How I Am Learning to Make Peace With Missed Opportunities
How do you deal with the gut-wrenching pain of not being able to reach towards the things you prayed and worked hard for?
Something (or someone) that is right there, within your reach and yet, you can’t have it. You can’t enjoy it. You can’t make it your own.
The entire world is focused on advising you to ‘work hard. Keep your focus on your goals. One day, all of those sleepless nights will be worth it. You will forget the pain once you reach there.’
They made us ‘destination focused.’ They told us ‘there’ is a place that will define the worth of our lives. They made us fantasize the place, an outcome, a lifestyle which will be flagbearer of our happiness.
But what if you don’t reach to this definite place? What if you have to watch yourself sit back, and let the opportunities slip away from your hands? What if you want to and yet you can’t?
The ever genius podcasters, and books like GRIT teach us that to reach your goals, you need ‘WILLPOWER.’ That the only reason you don’t have what you want is because you are lazy or you don’t want it enough or that your willpower isn’t as strong.
Well, when I first started my career, when was about 19, I read such books.

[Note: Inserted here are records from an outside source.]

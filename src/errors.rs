//! Error types for sketchnote_textrank
//!
//! Ranking itself never fails: empty or degenerate notes simply produce empty
//! output. Errors are reserved for configuration handling.

use thiserror::Error;

/// Result type alias for convenience
pub type Result<T> = std::result::Result<T, TextRankError>;

/// Main error type for sketchnote_textrank
#[derive(Error, Debug, Clone, PartialEq)]
pub enum TextRankError {
    /// Configuration validation failed
    #[error("Invalid configuration: {message}")]
    InvalidConfig { message: String },

    /// JSON serialization/deserialization error
    #[error("Serialization error: {message}")]
    Serialization { message: String },
}

impl TextRankError {
    /// Create an invalid config error
    pub fn invalid_config(message: impl Into<String>) -> Self {
        Self::InvalidConfig {
            message: message.into(),
        }
    }

    /// Create a serialization error
    pub fn serialization(message: impl Into<String>) -> Self {
        Self::Serialization {
            message: message.into(),
        }
    }

    /// Check if this error came from config validation
    pub fn is_invalid_config(&self) -> bool {
        matches!(self, Self::InvalidConfig { .. })
    }
}

impl From<serde_json::Error> for TextRankError {
    fn from(err: serde_json::Error) -> Self {
        Self::serialization(err.to_string())
    }
}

And somehow, it sat in my mind that ‘I have to work as hard as possible so I can reach there. Because I control my destiny. So if I am old and I don’t have anything significantly big to show as the reward of my intelligence and hard work then, I must have done something wrong.’

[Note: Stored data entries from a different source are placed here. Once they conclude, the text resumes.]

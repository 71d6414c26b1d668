//! Graph builder with efficient edge handling
//!
//! This module provides a mutable graph builder that uses FxHashMap
//! for O(1) edge lookups during construction, and the sliding-window
//! constructions used for keyword and sentence graphs.

use crate::nlp::traits::{SentenceDistance, WordDistance};
use rustc_hash::{FxHashMap, FxHashSet};

/// A node in the graph builder
#[derive(Debug, Clone)]
pub struct BuilderNode {
    /// The candidate (lemma or sentence) for this node
    pub lemma: String,
    /// Adjacency list: target node ID -> edge weight
    pub edges: FxHashMap<u32, f64>,
}

impl BuilderNode {
    /// Create a new node
    pub fn new(lemma: impl Into<String>) -> Self {
        Self {
            lemma: lemma.into(),
            edges: FxHashMap::default(),
        }
    }
}

/// A sentence prepared for the sentence graph
#[derive(Debug, Clone, PartialEq)]
pub struct SentenceUnit {
    /// The sentence text, verbatim
    pub text: String,
    /// Lemmas of the sentence's content words, in order
    pub lemmas: Vec<String>,
}

impl SentenceUnit {
    /// Create a new sentence unit
    pub fn new(text: impl Into<String>, lemmas: Vec<String>) -> Self {
        Self {
            text: text.into(),
            lemmas,
        }
    }

    /// Lemma-overlap similarity normalized by the log of both lengths.
    ///
    /// `|shared lemmas| / (ln|a| + ln|b|)`; when the denominator is not
    /// positive (both units have at most one lemma) the raw overlap is used.
    pub fn overlap_similarity(&self, other: &SentenceUnit) -> f64 {
        let mine: FxHashSet<&str> = self.lemmas.iter().map(String::as_str).collect();
        let theirs: FxHashSet<&str> = other.lemmas.iter().map(String::as_str).collect();
        let overlap = mine.intersection(&theirs).count() as f64;
        if overlap == 0.0 {
            return 0.0;
        }

        let denominator = (self.lemmas.len() as f64).ln() + (other.lemmas.len() as f64).ln();
        if denominator > 0.0 {
            overlap / denominator
        } else {
            overlap
        }
    }
}

/// A mutable graph builder optimized for incremental construction
#[derive(Debug)]
pub struct GraphBuilder {
    /// Maps candidate -> node ID
    lemma_to_id: FxHashMap<String, u32>,
    /// Node storage
    nodes: Vec<BuilderNode>,
}

impl Default for GraphBuilder {
    fn default() -> Self {
        Self::new()
    }
}

impl GraphBuilder {
    /// Create a new empty graph builder
    pub fn new() -> Self {
        Self {
            lemma_to_id: FxHashMap::default(),
            nodes: Vec::new(),
        }
    }

    /// Create a graph builder with pre-allocated capacity
    pub fn with_capacity(node_capacity: usize) -> Self {
        Self {
            lemma_to_id: FxHashMap::with_capacity_and_hasher(node_capacity, Default::default()),
            nodes: Vec::with_capacity(node_capacity),
        }
    }

    /// Get or create a node for the given candidate, returning its ID
    ///
    /// IDs are assigned in order of first appearance.
    pub fn get_or_create_node(&mut self, lemma: &str) -> u32 {
        if let Some(&id) = self.lemma_to_id.get(lemma) {
            return id;
        }

        let id = self.nodes.len() as u32;
        self.lemma_to_id.insert(lemma.to_string(), id);
        self.nodes.push(BuilderNode::new(lemma));
        id
    }

    /// Set the edge weight between two nodes
    ///
    /// The first weight written for a pair wins; later calls are no-ops.
    /// Self-loops and negative or non-finite weights are ignored.
    pub fn set_edge(&mut self, from: u32, to: u32, weight: f64) {
        if from == to || !weight.is_finite() || weight < 0.0 {
            return;
        }
        let n = self.nodes.len() as u32;
        if from >= n || to >= n || self.has_edge(from, to) {
            return;
        }

        self.nodes[from as usize].edges.insert(to, weight);
        self.nodes[to as usize].edges.insert(from, weight);
    }

    /// Check whether an (undirected) edge exists between two nodes
    pub fn has_edge(&self, a: u32, b: u32) -> bool {
        let forward = self
            .nodes
            .get(a as usize)
            .is_some_and(|n| n.edges.contains_key(&b));
        let backward = self
            .nodes
            .get(b as usize)
            .is_some_and(|n| n.edges.contains_key(&a));
        forward || backward
    }

    /// Get the weight of the edge between two nodes, if any
    pub fn edge_weight(&self, a: u32, b: u32) -> Option<f64> {
        self.nodes.get(a as usize)?.edges.get(&b).copied()
    }

    /// Build a graph over a candidate sequence using a sliding window.
    ///
    /// Every distinct candidate becomes a vertex. For each position `i`, the
    /// candidates at positions `j` with `0 < |i - j| <= window_size` are
    /// considered. Pairs that map to the same vertex, and pairs already joined
    /// by an edge, are skipped before `weigh` is called. `weigh(a, b)`
    /// returns the edge weight, or `None` to leave the pair unconnected.
    pub fn from_window<S, F>(candidates: &[S], window_size: usize, mut weigh: F) -> Self
    where
        S: AsRef<str>,
        F: FnMut(usize, usize) -> Option<f64>,
    {
        let mut builder = Self::with_capacity(candidates.len());
        let ids: Vec<u32> = candidates
            .iter()
            .map(|c| builder.get_or_create_node(c.as_ref()))
            .collect();

        for i in 0..ids.len() {
            let lo = i.saturating_sub(window_size);
            let hi = std::cmp::min(i.saturating_add(window_size), ids.len().saturating_sub(1));
            for j in lo..=hi {
                if j == i || ids[i] == ids[j] || builder.has_edge(ids[i], ids[j]) {
                    continue;
                }
                if let Some(weight) = weigh(i, j) {
                    builder.set_edge(ids[i], ids[j], weight);
                }
            }
        }

        builder
    }

    /// Build the keyword co-occurrence graph.
    ///
    /// Unbiased edges have weight 1.0. Biased edges weigh `2 - distance` and
    /// are kept only when that exceeds `threshold`.
    pub fn keyword_graph<S, D>(
        candidates: &[S],
        window_size: usize,
        biased: bool,
        distance: &D,
        threshold: f64,
    ) -> Self
    where
        S: AsRef<str>,
        D: WordDistance + ?Sized,
    {
        Self::from_window(candidates, window_size, |i, j| {
            if !biased {
                return Some(1.0);
            }
            let weight = 2.0 - distance.word_distance(candidates[i].as_ref(), candidates[j].as_ref());
            (weight > threshold).then_some(weight)
        })
    }

    /// Build the sentence similarity graph.
    ///
    /// Unbiased edges carry the lemma-overlap similarity. Biased edges weigh
    /// `2 - distance` and are kept only when that exceeds `threshold`.
    pub fn sentence_graph<D>(
        units: &[SentenceUnit],
        window_size: usize,
        biased: bool,
        distance: &D,
        threshold: f64,
    ) -> Self
    where
        D: SentenceDistance + ?Sized,
    {
        let texts: Vec<&str> = units.iter().map(|u| u.text.as_str()).collect();
        Self::from_window(&texts, window_size, |i, j| {
            if biased {
                let weight = 2.0 - distance.sentence_distance(texts[i], texts[j]);
                (weight > threshold).then_some(weight)
            } else {
                Some(units[i].overlap_similarity(&units[j]))
            }
        })
    }

    /// Get the number of nodes in the graph
    pub fn node_count(&self) -> usize {
        self.nodes.len()
    }

    /// Get the total number of edges (counting each undirected edge once)
    pub fn edge_count(&self) -> usize {
        self.nodes.iter().map(|n| n.edges.len()).sum::<usize>() / 2
    }

    /// Get a node by ID
    pub fn get_node(&self, id: u32) -> Option<&BuilderNode> {
        self.nodes.get(id as usize)
    }

    /// Get a node ID by candidate
    pub fn get_node_id(&self, lemma: &str) -> Option<u32> {
        self.lemma_to_id.get(lemma).copied()
    }

    /// Get the candidate for a node ID
    pub fn get_lemma(&self, id: u32) -> Option<&str> {
        self.nodes.get(id as usize).map(|n| n.lemma.as_str())
    }

    /// Iterate over all nodes
    pub fn nodes(&self) -> impl Iterator<Item = (u32, &BuilderNode)> {
        self.nodes.iter().enumerate().map(|(i, n)| (i as u32, n))
    }

    /// Check if the graph is empty
    pub fn is_empty(&self) -> bool {
        self.nodes.is_empty()
    }
}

You see, what I didn't realize at the time was — it doesn’t matter how much you want something, how hard you work for it, and how much you power through, if it isn’t for you, you won’t get it.

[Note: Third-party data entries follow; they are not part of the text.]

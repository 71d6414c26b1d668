//! Unicode-aware tokenization
//!
//! This module provides UAX #29 compliant word and sentence segmentation
//! together with heuristic POS tagging and lemmatization. It is the default
//! collaborator when the host platform has no tagger of its own.

use super::traits::{Lemmatizer, PosTagger, SegmentUnit, TagScheme, TextSegmenter};
use crate::types::{PosTag, TaggedToken};
use unicode_segmentation::UnicodeSegmentation;

/// A Unicode-aware tokenizer following UAX #29
#[derive(Debug, Clone, Copy, Default)]
pub struct Tokenizer;

impl Tokenizer {
    /// Create a new tokenizer
    pub fn new() -> Self {
        Self
    }

    /// Find sentence boundaries in text
    fn sentence_boundaries(&self, text: &str) -> Vec<(usize, usize)> {
        let mut boundaries = Vec::new();
        let mut start = 0;

        for (idx, _) in text.split_sentence_bound_indices() {
            if idx > start && !text[start..idx].trim().is_empty() {
                boundaries.push((start, idx));
            }
            start = idx;
        }

        // Handle last segment
        if start < text.len() && !text[start..].trim().is_empty() {
            boundaries.push((start, text.len()));
        }

        boundaries
    }

    /// Basic heuristic POS tagging
    ///
    /// This is intentionally simple; hosts with a real tagger should plug it in
    /// through [`PosTagger`].
    fn guess_pos(&self, word: &str) -> PosTag {
        if !word.chars().any(|c| c.is_alphanumeric()) {
            return if word.chars().all(|c| c.is_ascii_punctuation() || c.is_whitespace()) {
                PosTag::Punctuation
            } else {
                PosTag::Symbol
            };
        }

        let lower = word.to_lowercase();

        if let Some(pos) = self.function_word_pos(&lower) {
            return pos;
        }

        // Numbers
        if word
            .chars()
            .all(|c| c.is_ascii_digit() || c == '.' || c == ',')
        {
            return PosTag::Numeral;
        }

        // Capitalized word (might be proper noun or sentence start)
        if word
            .chars()
            .next()
            .map(|c| c.is_uppercase())
            .unwrap_or(false)
            && word.chars().skip(1).all(|c| c.is_lowercase())
        {
            return PosTag::ProperNoun;
        }

        // Common adjective suffixes
        if lower.ends_with("ful")
            || lower.ends_with("less")
            || lower.ends_with("ous")
            || lower.ends_with("ive")
            || lower.ends_with("able")
            || lower.ends_with("ible")
            || lower.ends_with("al")
            || lower.ends_with("ic")
        {
            return PosTag::Adjective;
        }

        // Common verb suffixes
        if lower.ends_with("ing") || lower.ends_with("ed") || lower.ends_with("ize") {
            return PosTag::Verb;
        }

        // Common adverb suffix
        if lower.ends_with("ly") {
            return PosTag::Adverb;
        }

        // Default to noun (most content words are nouns)
        PosTag::Noun
    }

    fn function_word_pos(&self, lower: &str) -> Option<PosTag> {
        let pos = match lower {
            "a" | "an" | "the" | "this" | "that" | "these" | "those" | "my" | "your" | "his"
            | "her" | "its" | "our" | "their" | "some" | "any" | "each" | "every" | "no" => {
                PosTag::Determiner
            }
            "and" | "or" | "but" | "nor" | "so" | "yet" | "if" | "because" | "while"
            | "though" | "although" | "when" | "unless" | "until" | "since" => PosTag::Conjunction,
            "of" | "to" | "in" | "for" | "on" | "with" | "at" | "from" | "by" | "about" | "as"
            | "into" | "like" | "through" | "after" | "over" | "between" | "out" | "against"
            | "during" | "without" | "before" | "under" | "around" | "among" => PosTag::Preposition,
            "i" | "you" | "he" | "she" | "it" | "we" | "they" | "me" | "him" | "us"
            | "them" | "myself" | "yourself" | "ourselves" | "themselves" => PosTag::Pronoun,
            "is" | "are" | "was" | "were" | "be" | "been" | "being" | "am" | "has" | "have"
            | "had" | "do" | "does" | "did" | "can" | "could" | "will" | "would" | "should"
            | "may" | "might" | "must" => PosTag::Verb,
            "not" | "n't" => PosTag::Particle,
            _ => return None,
        };
        Some(pos)
    }

    /// Basic lemmatization
    ///
    /// Handles simple English morphology on the lowercased word.
    fn basic_lemmatize(&self, word: &str) -> String {
        let lower = word.to_lowercase();

        if lower.ends_with("ies") && lower.len() > 4 {
            return format!("{}y", &lower[..lower.len() - 3]);
        }
        if lower.ends_with("es") && lower.len() > 3 {
            let stem = &lower[..lower.len() - 2];
            if stem.ends_with("ss")
                || stem.ends_with("sh")
                || stem.ends_with("ch")
                || stem.ends_with('x')
                || stem.ends_with('o')
            {
                return stem.to_string();
            }
        }
        if lower.ends_with('s')
            && lower.len() > 2
            && !lower.ends_with("ss")
            && !lower.ends_with("us")
            && !lower.ends_with("is")
        {
            return lower[..lower.len() - 1].to_string();
        }
        if lower.ends_with("ing") && lower.len() > 5 {
            // Doubled consonant (running -> run)
            return undouble(&lower[..lower.len() - 3]).to_string();
        }
        if lower.ends_with("ed") && lower.len() > 4 {
            if lower.ends_with("ied") {
                return format!("{}y", &lower[..lower.len() - 3]);
            }
            return undouble(&lower[..lower.len() - 2]).to_string();
        }

        lower
    }
}

/// Drop the last character of `stem` when it repeats the one before it
fn undouble(stem: &str) -> &str {
    let mut tail = stem.char_indices().rev();
    match (tail.next(), tail.next()) {
        (Some((last_start, last)), Some((_, prev))) if last == prev => &stem[..last_start],
        _ => stem,
    }
}

impl PosTagger for Tokenizer {
    fn tag(&self, text: &str, scheme: TagScheme) -> Vec<TaggedToken> {
        text.split_word_bounds()
            .filter(|segment| !segment.trim().is_empty())
            .enumerate()
            .map(|(index, segment)| {
                let pos = match (self.guess_pos(segment), scheme) {
                    (PosTag::ProperNoun, TagScheme::LexicalClass) => PosTag::Noun,
                    (pos, _) => pos,
                };
                TaggedToken::new(segment, pos, index)
            })
            .collect()
    }
}

impl Lemmatizer for Tokenizer {
    fn lemmatize(&self, token: &str) -> Option<String> {
        if !token.chars().any(|c| c.is_alphanumeric()) {
            return None;
        }
        Some(self.basic_lemmatize(token))
    }
}

impl TextSegmenter for Tokenizer {
    fn segment(&self, text: &str, unit: SegmentUnit) -> Vec<String> {
        match unit {
            SegmentUnit::Word => text.unicode_words().map(str::to_string).collect(),
            SegmentUnit::Sentence => self
                .sentence_boundaries(text)
                .into_iter()
                .map(|(start, end)| text[start..end].trim().to_string())
                .collect(),
        }
    }
}

#[cfg(test)]
mod tests {
    use super::*;

    #[test]
    fn test_sentence_segmentation() {
        let tokenizer = Tokenizer::new();
        let sentences = tokenizer.segment("Hello world. This is a test.", SegmentUnit::Sentence);

        assert_eq!(sentences, vec!["Hello world.", "This is a test."]);
    }

    #[test]
    fn test_word_segmentation() {
        let tokenizer = Tokenizer::new();
        let words = tokenizer.segment("Café notes, ready!", SegmentUnit::Word);

        assert_eq!(words, vec!["Café", "notes", "ready"]);
    }

    #[test]
    fn test_tag_keeps_punctuation() {
        let tokenizer = Tokenizer::new();
        let tokens = tokenizer.tag("Neural networks. Deep nets", TagScheme::LexicalClass);

        let texts: Vec<_> = tokens.iter().map(|t| t.text.as_str()).collect();
        assert_eq!(texts, vec!["Neural", "networks", ".", "Deep", "nets"]);
        assert_eq!(tokens[2].pos, PosTag::Punctuation);
        for (i, token) in tokens.iter().enumerate() {
            assert_eq!(token.index, i);
        }
    }

    #[test]
    fn test_tag_scheme_folds_proper_nouns() {
        let tokenizer = Tokenizer::new();

        let lexical = tokenizer.tag("Paris", TagScheme::LexicalClass);
        assert_eq!(lexical[0].pos, PosTag::Noun);

        let named = tokenizer.tag("Paris", TagScheme::NameTypeOrLexicalClass);
        assert_eq!(named[0].pos, PosTag::ProperNoun);
    }

    #[test]
    fn test_basic_lemmatization() {
        let tokenizer = Tokenizer::new();

        assert_eq!(tokenizer.basic_lemmatize("running"), "run");
        assert_eq!(tokenizer.basic_lemmatize("cats"), "cat");
        assert_eq!(tokenizer.basic_lemmatize("studies"), "study");
        assert_eq!(tokenizer.basic_lemmatize("boxes"), "box");
        assert_eq!(tokenizer.basic_lemmatize("Status"), "status");
        assert_eq!(tokenizer.basic_lemmatize("analysis"), "analysis");
    }

    #[test]
    fn test_lemmatization_of_multibyte_words() {
        let tokenizer = Tokenizer::new();

        assert_eq!(tokenizer.basic_lemmatize("Ééing"), "é");
        assert_eq!(tokenizer.basic_lemmatize("naïïed"), "naï");
        assert_eq!(tokenizer.basic_lemmatize("ññed"), "ñ");
        assert_eq!(tokenizer.basic_lemmatize("Ñandúing"), "ñandú");
        assert_eq!(tokenizer.lemmatize("cafés"), Some("café".to_string()));
        assert_eq!(tokenizer.lemmatize("größten"), Some("größten".to_string()));
    }

    #[test]
    fn test_lemmatize_skips_symbols() {
        let tokenizer = Tokenizer::new();

        assert_eq!(tokenizer.lemmatize("Notes"), Some("note".to_string()));
        assert_eq!(tokenizer.lemmatize("..."), None);
    }

    #[test]
    fn test_pos_guessing() {
        let tokenizer = Tokenizer::new();

        assert_eq!(tokenizer.guess_pos("beautiful"), PosTag::Adjective);
        assert_eq!(tokenizer.guess_pos("running"), PosTag::Verb);
        assert_eq!(tokenizer.guess_pos("quickly"), PosTag::Adverb);
        assert_eq!(tokenizer.guess_pos("information"), PosTag::Noun);
        assert_eq!(tokenizer.guess_pos("the"), PosTag::Determiner);
        assert_eq!(tokenizer.guess_pos("42"), PosTag::Numeral);
        assert_eq!(tokenizer.guess_pos("!"), PosTag::Punctuation);
    }

    #[test]
    fn test_empty_input() {
        let tokenizer = Tokenizer::new();

        assert!(tokenizer.segment("", SegmentUnit::Sentence).is_empty());
        assert!(tokenizer.segment("   ", SegmentUnit::Sentence).is_empty());
        assert!(tokenizer.tag("", TagScheme::LexicalClass).is_empty());
    }

    #[test]
    fn test_emoji_handling() {
        let tokenizer = Tokenizer::new();
        let sentences = tokenizer.segment("Hello 👋 world! How are you? 🎉", SegmentUnit::Sentence);

        assert!(sentences.len() >= 2);
    }
}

This is the harsh truth about life which the world won’t let you admit.
Why?
Because if you realize working hard is not the key to success or whatever it is you want, you will not run like a rat in a hope of cheese.
You will slow down. You won’t buy books and courses on how to be successful or unlock your higher self or watch videos on how to become your best version.
You will, instead, sit. Yes, you will learn to sit a lot. You will realize, your work is just work. It doesn’t define anything about you or your life.
You will become a peaceful, and more or less a satisfied person. And God forbid, such a person is of no use to economy.
So, we are trained to believe that WILL is all you need to have what you want. And if you don’t have what you want, IT’S ON YOU.
Reality?
It’s not true.
I have seen people who have worked harder than the devil but they are living hand to mouth. Their day-to-day life is a struggle.
For example: Recently a girl messaged me on Instagram and asked for advice. She said, I want to be an airhostess but my parent’s won’t allow me. What should I do?
I told her, she should insist harder. She should make her parents sit down and explain how much she wants to be an airhostess. That it’s the dream of her life.
To which she said, ‘Renuka, I come from a very conservative family. I am a Muslim. In our culture, women don’t dream of becoming an airhostess.’
I didn’t know what to tell her after that.
What do you think I should have told her?
Perhaps, I should have send her books like GRIT, or 7 Habits of Highly Affective People, or The Secret.
Do you think those books would have helped her?
I don’t think so.
Why?
Because sometimes, you can want something with all your heart and yet your situation will keep you stuck.
The Missed Opportunities:
I had a dream.
Ever since I became an author, I wanted to be invited for speeches in colleges and corporate events.
I remember being jealous of one of my online friends who is an author too. She used to do such college speaking events. Looking at her pictures, I used to feel a pinch of jealousy.
But the jealousy faded away with time and I lost myself in my work. I thought ‘If it’s meant to be, it’ll be.’
Three years later, when I have received speaking invites from 10 colleges in the past three months (three from the biggest colleges of India), I can’t go.
I can’t go because I have injured my left leg so badly that I can’t even walk let alone travel to different cities and speak in front of hudrends of students.
Every email invite hurts.
It reminds me how much I wanted this. How much I prayed for this. And now when I am being invited, I can’t go.
Not only it’s something I wanted (and still do), it’s extremely good for my career as an author. It’s through offline events like these that I will be able to build my audience, meet real people and connect with them.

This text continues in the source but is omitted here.